Tuesday, October 3, 2017
"Yaking" in the Blackwater National Wildlife Refuge
I've been to Blackwater National Wildlife Refuge (NWR) several times, always excited to see and enjoy the birds and wildlife. With the purchase of our new kayak earlier this summer comes the opportunity to explore it by kayak. We visited the refuge about 2 weeks ago, in mid-September.
Blackwater NWR was established in 1933 as a waterfowl sanctuary for birds migrating along the Atlantic Flyway, and is home to an incredible amount of plant and animal diversity in its three major habitats – forest, marsh and shallow water. The refuge contains a third of Maryland's tidal wetlands, making it an ecologically important area within the state.
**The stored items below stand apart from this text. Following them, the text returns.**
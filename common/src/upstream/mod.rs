use std::sync::Arc;

use async_trait::async_trait;
use thiserror::Error;

use api::{DataCenterId, IdentityIndex, ObjectDescriptor, ObjectId};

mod mock;
pub use mock::MockUpstream;

/// Number of authorization-import attempts the Session Pool makes for a
/// cross-data-center session before giving up and raising `AuthInvalid`.
pub const AUTH_IMPORT_ATTEMPTS: u32 = 6;

/// Failure modes the Upstream Capability can surface, kept distinct from
/// `GatewayError` because the streaming engine handles each one with a
/// different recovery strategy before it ever becomes an HTTP
/// response.
#[derive(Debug, Error)]
pub enum UpstreamError {
    #[error("object not found")]
    NotFound,

    #[error("rate limited, retry after {wait_seconds}s")]
    RateLimited { wait_seconds: u64 },

    #[error("session authorization failed")]
    AuthInvalid,

    #[error("transport error: {0}")]
    Transport(String),
}

/// An authenticated, per-data-center read session. Opaque to everything
/// above the Session Pool; the pool is the only thing that constructs,
/// heals, or tears one down.
#[async_trait]
pub trait UpstreamSession: Send + Sync {
    fn data_center_id(&self) -> DataCenterId;

    /// Reads up to `limit` bytes starting at `offset`, aligned to a chunk
    /// boundary by the caller. May return fewer bytes at EOF, never more.
    async fn read(
        &self,
        descriptor: &ObjectDescriptor,
        offset: u64,
        limit: u64,
    ) -> Result<Vec<u8>, UpstreamError>;
}

/// The assumed external contract: locate an object, then read chunks of it
/// through a session for its data center. The streaming engine is built
/// generically against this trait; it never assumes a concrete wire
/// protocol.
///
/// Session *construction* is split into the primitives the Session Pool's
/// acquire algorithm needs (home-DC vs. cross-DC export/import), rather
/// than a single `session()` call, because the pool — not the backend —
/// owns that algorithm: it has to know which identity is asking and decide
/// the home-DC-vs-cross-DC branch and the import retry loop itself.
#[async_trait]
pub trait UpstreamBackend: Send + Sync + 'static {
    async fn locate(&self, object_id: ObjectId) -> Result<ObjectDescriptor, UpstreamError>;

    /// The data center `identity` is natively authorized against. A session
    /// at this data center can be opened directly with `identity`'s own
    /// auth key; any other data center needs the export/import handshake.
    fn home_dc(&self, identity: IdentityIndex) -> DataCenterId;

    /// Starts a session at `identity`'s home data center using its own auth
    /// key. Only ever called when `data_center_id == home_dc(identity)`.
    async fn open_home_session(
        &self,
        identity: IdentityIndex,
        data_center_id: DataCenterId,
    ) -> Result<Arc<dyn UpstreamSession>, UpstreamError>;

    /// Starts an unauthenticated session at `data_center_id`, pending an
    /// authorization import from `identity`'s home session.
    async fn open_unauthenticated_session(
        &self,
        identity: IdentityIndex,
        data_center_id: DataCenterId,
    ) -> Result<Arc<dyn UpstreamSession>, UpstreamError>;

    /// One export-from-home-session/import-into-`session` attempt.
    /// `Err(UpstreamError::AuthInvalid)` means the imported bytes were
    /// rejected and the caller should retry with a fresh export; any other
    /// error is not retryable.
    async fn import_authorization(
        &self,
        identity: IdentityIndex,
        session: &Arc<dyn UpstreamSession>,
    ) -> Result<(), UpstreamError>;

    /// Copies `object_id` into the archive channel and returns the copy's
    /// id, so that public links address a stable, long-lived message
    /// instead of a possibly-ephemeral source one.
    async fn copy_to_archive(
        &self,
        object_id: ObjectId,
        bin_channel: i64,
    ) -> Result<ObjectId, UpstreamError>;
}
If you want to see eagles, Blackwater is the place to go. The refuge has the greatest density of breeding bald eagles on the east coast, north of Florida, and sightings of bald eagles are fairly common throughout the year. Eagles can be seen soaring and hunting over the marsh or resting near their nests in tall loblolly pine trees. In fact, several times while simply driving through the refuge, on Maple Dam Road, I've been lucky enough to see several eagles.
The marsh habitat at Blackwater is a brackish -- a mix of salt water and freshwater -- tidal marsh. Tidal marshes serve many important functions: they buffer stormy waters, slow shoreline erosion, and absorb water pollutants and nutrients before they reach the bay. Tidal marshes also provide vital food and habitat, as well as offering shelter and nesting sites for migratory birds. They are also quite lovely, and I was eager to explore the wetlands from the water level.
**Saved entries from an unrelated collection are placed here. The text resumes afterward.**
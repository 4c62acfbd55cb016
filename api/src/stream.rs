use crate::ObjectId;

/// Derived per HTTP hit; never persisted.
#[derive(Clone, Debug)]
pub struct StreamRequest {
    pub object_id: ObjectId,
    pub provided_hash: String,
    pub range_from: u64,
    pub range_to: u64,
    pub is_download: bool,
    pub player_hint: Option<String>,
}

impl StreamRequest {
    pub fn body_length(&self) -> u64 {
        self.range_to - self.range_from + 1
    }
}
Originally, I planned on taking the orange trail. However, after a brief discussion with my husband, we listened to what I suggested, and we went what turned out to be the wrong way, paddling right from the boat launch at Shorters Wharf under the bridge. We explored the Blackwater River on that side of the bridge a little -- maybe an hour or slightly more, then turned around and headed back under the bridge, to explore the water trails.
Instead of the orange trail, we headed a few miles on the purple trail until we decided to go up an inlet. We ended up deciding we were tired -- we'd been paddling for about 2 hours already -- so we turned around and paddled back down the Blackwater River to Shorters Wharf.
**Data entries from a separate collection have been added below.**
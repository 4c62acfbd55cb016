use axum::http::{header, HeaderValue, StatusCode};
use axum::response::{IntoResponse, Response};
use axum::Json;
use serde::Serialize;

use common::GatewayError;

pub mod routes;
pub mod stream;
pub mod svc;

/// Maps a `GatewayError` raised before the first response byte is committed
/// to the status codes this front promises callers. Errors raised *inside*
/// the Chunk Generator, after headers are already on the wire, never reach
/// this impl — they just truncate the body.
pub struct AppError(pub GatewayError);

impl From<GatewayError> for AppError {
    fn from(err: GatewayError) -> Self {
        AppError(err)
    }
}

impl From<anyhow::Error> for AppError {
    fn from(err: anyhow::Error) -> Self {
        AppError(GatewayError::Other(err))
    }
}

impl IntoResponse for AppError {
    fn into_response(self) -> Response {
        // `BadRange` carries the file size it was rejected against, which the
        // 416 response must echo back in `Content-Range: bytes */{size}`
        // instead of the generic JSON error body every other variant gets.
        if let GatewayError::BadRange { file_size } = &self.0 {
            let mut resp = StatusCode::RANGE_NOT_SATISFIABLE.into_response();
            resp.headers_mut().insert(
                header::CONTENT_RANGE,
                HeaderValue::from_str(&format!("bytes */{file_size}")).unwrap(),
            );
            return resp;
        }

        #[derive(Serialize)]
        struct ErrorBody {
            success: bool,
            error: String,
        }

        let status = match &self.0 {
            GatewayError::UnknownToken => StatusCode::NOT_FOUND,
            GatewayError::BadHash => StatusCode::FORBIDDEN,
            GatewayError::BadRange { .. } => unreachable!("handled above"),
            GatewayError::ObjectTooLarge => StatusCode::PAYLOAD_TOO_LARGE,
            GatewayError::FileNotFound => StatusCode::NOT_FOUND,
            GatewayError::UpstreamFlood { .. } => StatusCode::TOO_MANY_REQUESTS,
            GatewayError::RateLimited(_) => StatusCode::TOO_MANY_REQUESTS,
            GatewayError::Transport(_) => StatusCode::INTERNAL_SERVER_ERROR,
            GatewayError::AuthInvalid => StatusCode::INTERNAL_SERVER_ERROR,
            GatewayError::EmptyChunk => StatusCode::INTERNAL_SERVER_ERROR,
            GatewayError::ClientDisconnect => StatusCode::INTERNAL_SERVER_ERROR,
            GatewayError::Other(_) => StatusCode::INTERNAL_SERVER_ERROR,
        };

        (
            status,
            Json(ErrorBody {
                success: false,
                error: self.0.to_string(),
            }),
        )
            .into_response()
    }
}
We saw several eagles, probably a nutria, numerous smaller birds, lots of great blue heron flying out of camera shot, and a surprising amount of fish jumping right out of the water!
Distance: 9 miles one way (open water; wind conditions important)
Paddling Time: 3.0 - 4.5 hours (speed 2-3 mph)
Put-in: Shorters Wharf public boat ramp
Please note: The Purple Trail is closed to paddlers October 1 through March 31 each year. The closure is critical to avoid interfering with migratory waterfowl on the refuge.
Distance: 7.6 miles round trip
Paddling Time: 2.5 - 3.75 hours (speed 2-3 mph)
Put-in: Shorters Wharf public boat ramp
Distance: 8 miles round trip
Paddling Time: 2.5 - 4.0 hours (speed 2-3 mph)
Put-in: Rt. 335 Bridge boat launch
Please note: The Green Trail is a scenic trail and is a good trail for beginners. However, during fall and winter, waterfowl hunters may be active on and along the Green Trail. If you want more information about hunting season, call the Refuge Visitor Center at 410-228-2677 for exact hunting dates.
Know before you go: Please note that portions of the Purple water trail are closed in October to allow the migrating water fowl to rest undisturbed.
If you have Google Earth on your smart phone, the following map can be downloaded and used while kayaking the trails: http://www.fws.gov/northeast/files/blackwaterkmz/CanoeKayakTrails101614.kmz
Getting there: Shorters Wharf is located on Maple Dam Road. I could not find a street address for it, but most GPS/mapping systems will find it.